In a California warehouse in October, quadrocopter drones zoomed and buzzed, racing through an obstacle course of black-and-white checkered arches. On one team: drones guided by software and AI, the work of a team from NASA’s Jet Propulsion Laboratory. On the other: a drone steered by a human professional—Ken Loo, a Google engineer and Drone Racing League pilot.
The official results? Score one for flesh and blood. The human-piloted drone completed the course faster, on average flying the laps more than two seconds quicker than the software-powered craft.
The competition highlights the different ways that humans and machines actually learn in situations like these, as well as how an AI-piloted drone works in the first place. Here’s how the system works—and why future races could have a very different outcome.
How the drone knows where it is
For the NASA drones to successfully fly around a course, the devices need to know where they are in space. For that, they use two onboard cameras—one that looks forward, and the other, down, a common setup for mid-to-high-level consumer drones. Other onboard sensors measure the drone’s acceleration and rotation. Drones that fly around outside can make use of GPS, but that’s not an option when flying indoors, in a complex environment, at speeds of 30 to 40 mph.
The drone also needs an onboard three-dimensional map of the course at hand, so it can match what it sees with the cameras to that internal map and know where it actually is. That process is known as relocalization. It can relocalize as many as a few times every second, says Robert Reid, the project lead at the Jet Propulsion Laboratory.
“As long as you stay close enough to the existing map,” he says, “we’re very unlikely to crash.”

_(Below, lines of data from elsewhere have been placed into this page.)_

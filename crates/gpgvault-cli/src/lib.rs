//! gpgvault command-line interface.

pub mod commands;
pub mod logging;

use std::path::{Path, PathBuf};

use clap::{Parser, Subcommand};
use gpgvault_core::Config;
use gpgvault_gpg::Gnupg;
use gpgvault_store::{OwnerId, Vault, VaultError};
use tracing::{debug, error, warn};

/// gpgvault - secrets encrypted to your own OpenPGP keys
#[derive(Parser)]
#[command(name = "gpgvault")]
#[command(author, version, about, long_about = None)]
pub struct Cli {
    /// Increase logging verbosity
    #[arg(short, long, action = clap::ArgAction::Count, global = true)]
    pub verbose: u8,

    /// Path to config file
    #[arg(short, long, global = true, env = "GPGVAULT_CONFIG")]
    pub config: Option<PathBuf>,

    /// Owner the command acts for
    #[arg(long, global = true, env = "GPGVAULT_OWNER", default_value_t = 1)]
    pub owner: i64,

    #[command(subcommand)]
    pub command: Commands,
}

/// Available commands
#[derive(Subcommand)]
pub enum Commands {
    /// Manage the owner's public keys
    Key(commands::key::KeyArgs),

    /// Manage encrypted items
    Item(commands::item::ItemArgs),

    /// Configuration management
    Config(commands::config::ConfigArgs),

    /// Show version information
    Version,
}

/// State shared by the vault-backed commands.
pub struct Context {
    pub config: Config,
    pub owner: OwnerId,
}

impl Context {
    /// Open the vault described by the configuration.
    pub async fn vault(&self) -> anyhow::Result<Vault> {
        Ok(Vault::from_config(&self.config).await?)
    }
}

/// Run the CLI with the given arguments.
pub async fn run(cli: Cli) -> anyhow::Result<()> {
    let result = dispatch(cli).await;
    if let Err(err) = &result {
        log_failure(err);
    }
    result
}

/// Rejected requests are expected; anything else is logged as a failure.
fn log_failure(err: &anyhow::Error) {
    match err.downcast_ref::<VaultError>() {
        Some(e) if e.is_user_error() => debug!(error = %e, "Request rejected"),
        _ => error!("Command failed: {err:#}"),
    }
}

/// Version line of the configured `gpg` engine.
pub async fn engine_version(config: &Config) -> anyhow::Result<String> {
    let gnupg = Gnupg::from_config(&config.gpg, config.keyring_home()?);
    Ok(gnupg.version().await?)
}

async fn version(config_path: Option<&Path>) -> anyhow::Result<()> {
    println!("gpgvault {}", env!("CARGO_PKG_VERSION"));

    let engine = match Config::resolve(config_path) {
        Ok(config) => engine_version(&config).await,
        Err(e) => Err(e.into()),
    };
    match engine {
        Ok(line) => println!("engine: {line}"),
        Err(e) => {
            warn!(error = %e, "Engine version unavailable");
            println!("engine: unavailable");
        }
    }
    Ok(())
}

async fn dispatch(cli: Cli) -> anyhow::Result<()> {
    debug!(owner = cli.owner, "Dispatching command");
    match cli.command {
        Commands::Config(args) => commands::config::run(args, cli.config.as_deref()).await,
        Commands::Version => version(cli.config.as_deref()).await,
        Commands::Key(args) => {
            let ctx = Context {
                config: Config::resolve(cli.config.as_deref())?,
                owner: OwnerId(cli.owner),
            };
            commands::key::run(args, &ctx).await
        }
        Commands::Item(args) => {
            let ctx = Context {
                config: Config::resolve(cli.config.as_deref())?,
                owner: OwnerId(cli.owner),
            };
            commands::item::run(args, &ctx).await
        }
    }
}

For this research (which Google funded) the NASA team used technology from Google Tango, an augmented reality platform that runs off two smartphones, the Lenovo Phab 2 Pro and the Asus ZenFone AR. Crucially, that same tech can also create the type of three-dimensional map a drone needs to fly in situations like this.
How it navigates
Like a racecar driver learning a course, the drone needs to know the best lines to take to get where it’s going quickly. “We either hand-carry the drone around the course, or we manually fly it,” Reid says, “so we can teach the drone where the race track is.”
But that’s just the beginning. From there, the team figures out the best route for the drone to take by modeling it on computers. That process allows the humans to participate and make sure that the path is actually a safe one that keeps their pricey drone in one piece. In other words, for this competition, the drone wasn’t figuring out the best way to fly all on its own—people were involved. In that sense, it wasn’t a true, independent artificial intelligence system like those that automatically power, for example, language translation on Facebook.

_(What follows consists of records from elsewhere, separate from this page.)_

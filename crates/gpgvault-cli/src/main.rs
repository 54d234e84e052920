//! gpgvault CLI entry point.

use clap::Parser;
use gpgvault_cli::{logging, run, Cli};
use gpgvault_core::Config;

#[tokio::main]
async fn main() -> anyhow::Result<()> {
    let cli = Cli::parse();

    // A broken config file is reported by the command itself
    let logging_config = Config::resolve(cli.config.as_deref())
        .map(|c| c.logging)
        .unwrap_or_default();
    logging::init(cli.verbose, &logging_config);

    run(cli).await
}
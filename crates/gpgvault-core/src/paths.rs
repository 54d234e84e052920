//! Path resolution utilities.

use crate::error::ConfigError;
use std::path::{Path, PathBuf};

/// Get the gpgvault base directory (~/.gpgvault).
pub fn base_dir() -> Result<PathBuf, ConfigError> {
    let home = dirs::home_dir().ok_or_else(|| {
        ConfigError::Validation("Could not determine home directory".to_string())
    })?;
    Ok(home.join(".gpgvault"))
}

/// Get the main config file path (~/.gpgvault/gpgvault.json5).
pub fn config_file() -> Result<PathBuf, ConfigError> {
    Ok(base_dir()?.join("gpgvault.json5"))
}

/// Get the default keyring home directory (~/.gpgvault/gnupg).
pub fn keyring_dir() -> Result<PathBuf, ConfigError> {
    Ok(base_dir()?.join("gnupg"))
}

/// Get the default SQLite database path (~/.gpgvault/vault.db).
pub fn database_file() -> Result<PathBuf, ConfigError> {
    Ok(base_dir()?.join("vault.db"))
}

/// Ensure the keyring home exists.
///
/// GnuPG refuses to work with a group- or world-readable home, so the keyring
/// directory is created with mode 0700 on Unix.
pub fn ensure_keyring_dir(keyring: &Path) -> Result<(), ConfigError> {
    std::fs::create_dir_all(keyring)?;

    #[cfg(unix)]
    {
        use std::os::unix::fs::PermissionsExt;
        std::fs::set_permissions(keyring, std::fs::Permissions::from_mode(0o700))?;
    }

    Ok(())
}

/// Expand tilde (~) in a path.
pub fn expand_tilde(path: &str) -> PathBuf {
    if let Some(rest) = path.strip_prefix("~/") {
        if let Some(home) = dirs::home_dir() {
            return home.join(rest);
        }
    }
    PathBuf::from(path)
}
//! Round trip through a real GnuPG installation.
//!
//! Ignored by default; run with `cargo test -- --ignored` on a machine with
//! `gpg` >= 2.1 on PATH.

#![cfg(unix)]

use std::io::Write;
use std::os::unix::fs::PermissionsExt;
use std::path::Path;
use std::process::{Command, Stdio};

use gpgvault_core::Config;
use gpgvault_store::{NewItem, OwnerId, Vault};
use tempfile::TempDir;

fn gpg(home: &Path) -> Command {
    let mut cmd = Command::new("gpg");
    cmd.arg("--homedir").arg(home).args(["--batch", "--no-tty"]);
    cmd
}

/// Generate an unprotected key in `home` and return its fingerprint.
fn generate_key(home: &Path) -> String {
    let status = gpg(home)
        .args([
            "--passphrase",
            "",
            "--quick-gen-key",
            "Vault Test <vault-test@example.org>",
            "default",
            "default",
            "never",
        ])
        .status()
        .unwrap();
    assert!(status.success());

    let listing = gpg(home)
        .args(["--list-keys", "--with-colons", "--fingerprint", "vault-test@example.org"])
        .output()
        .unwrap();
    String::from_utf8(listing.stdout)
        .unwrap()
        .lines()
        .find(|l| l.starts_with("fpr:"))
        .and_then(|l| l.split(':').nth(9))
        .unwrap()
        .to_string()
}

#[tokio::test]
#[ignore = "requires gpg on PATH"]
async fn test_encrypted_item_decrypts_with_owner_key() {
    let dir = TempDir::new().unwrap();
    let home = dir.path().join("gnupg");
    std::fs::create_dir_all(&home).unwrap();
    std::fs::set_permissions(&home, std::fs::Permissions::from_mode(0o700)).unwrap();
    let fingerprint = generate_key(&home);

    let mut config = Config::default();
    config.gpg.home = Some(home.clone());
    config.gpg.keyserver = "hkps://keys.invalid".to_string();
    config.storage.database_url =
        Some(format!("sqlite://{}", dir.path().join("vault.db").display()));
    let vault = Vault::from_config(&config).await.unwrap();

    // Short id of the generated key resolves locally
    let short_id = &fingerprint[32..];
    let key = vault.register_key(OwnerId(1), short_id).await.unwrap();
    assert_eq!(key.fingerprint.as_str(), fingerprint);

    let item = vault
        .create_item(OwnerId(1), NewItem::plaintext("token", "s3cr3t value"))
        .await
        .unwrap();
    assert_ne!(item.value, b"s3cr3t value");
    assert!(gpgvault_gpg::is_armored_message(&item.value));

    let mut child = gpg(&home)
        .args(["--pinentry-mode", "loopback", "--passphrase", "", "--decrypt"])
        .stdin(Stdio::piped())
        .stdout(Stdio::piped())
        .stderr(Stdio::null())
        .spawn()
        .unwrap();
    child.stdin.take().unwrap().write_all(&item.value).unwrap();
    let output = child.wait_with_output().unwrap();

    assert!(output.status.success());
    assert_eq!(output.stdout, b"s3cr3t value");
}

From there, after the drone is programmed with the route, it’s off to the races. Reid stresses that while the route planning actually took place offboard the drone, in the future it could happen using just the drone’s onboard computer.
Learning to fly
For the actual race in October, both the NASA team and Loo had to learn a new course and get ready in a matter of hours. But the way the human and the AI-powered drone actually did that was different.
Loo learned quickly by flying the course multiple times, Reid says. But the NASA team did things differently. “We only need to fly once, and then we can sit there for a few hours crunching numbers to get better,” he says. Interestingly, that optimization process—using algorithms to figure out the best route—took a lot of time.
“The human pilot has to learn by flying—whereas we can record it, and learn without even flying the drone,” Reid says.
Had the NASA team had more time that day to run the software and figure out the best route to take around the course, the resulting race times could have been different—the AI drone might have beaten the human.
Reid says that they’re working on boosting the efficiency of their algorithms, so that in the future, it might take less time to calculate the fastest route. And after that, it’s off to the races. And remember: unlike a person, software doesn’t get tired.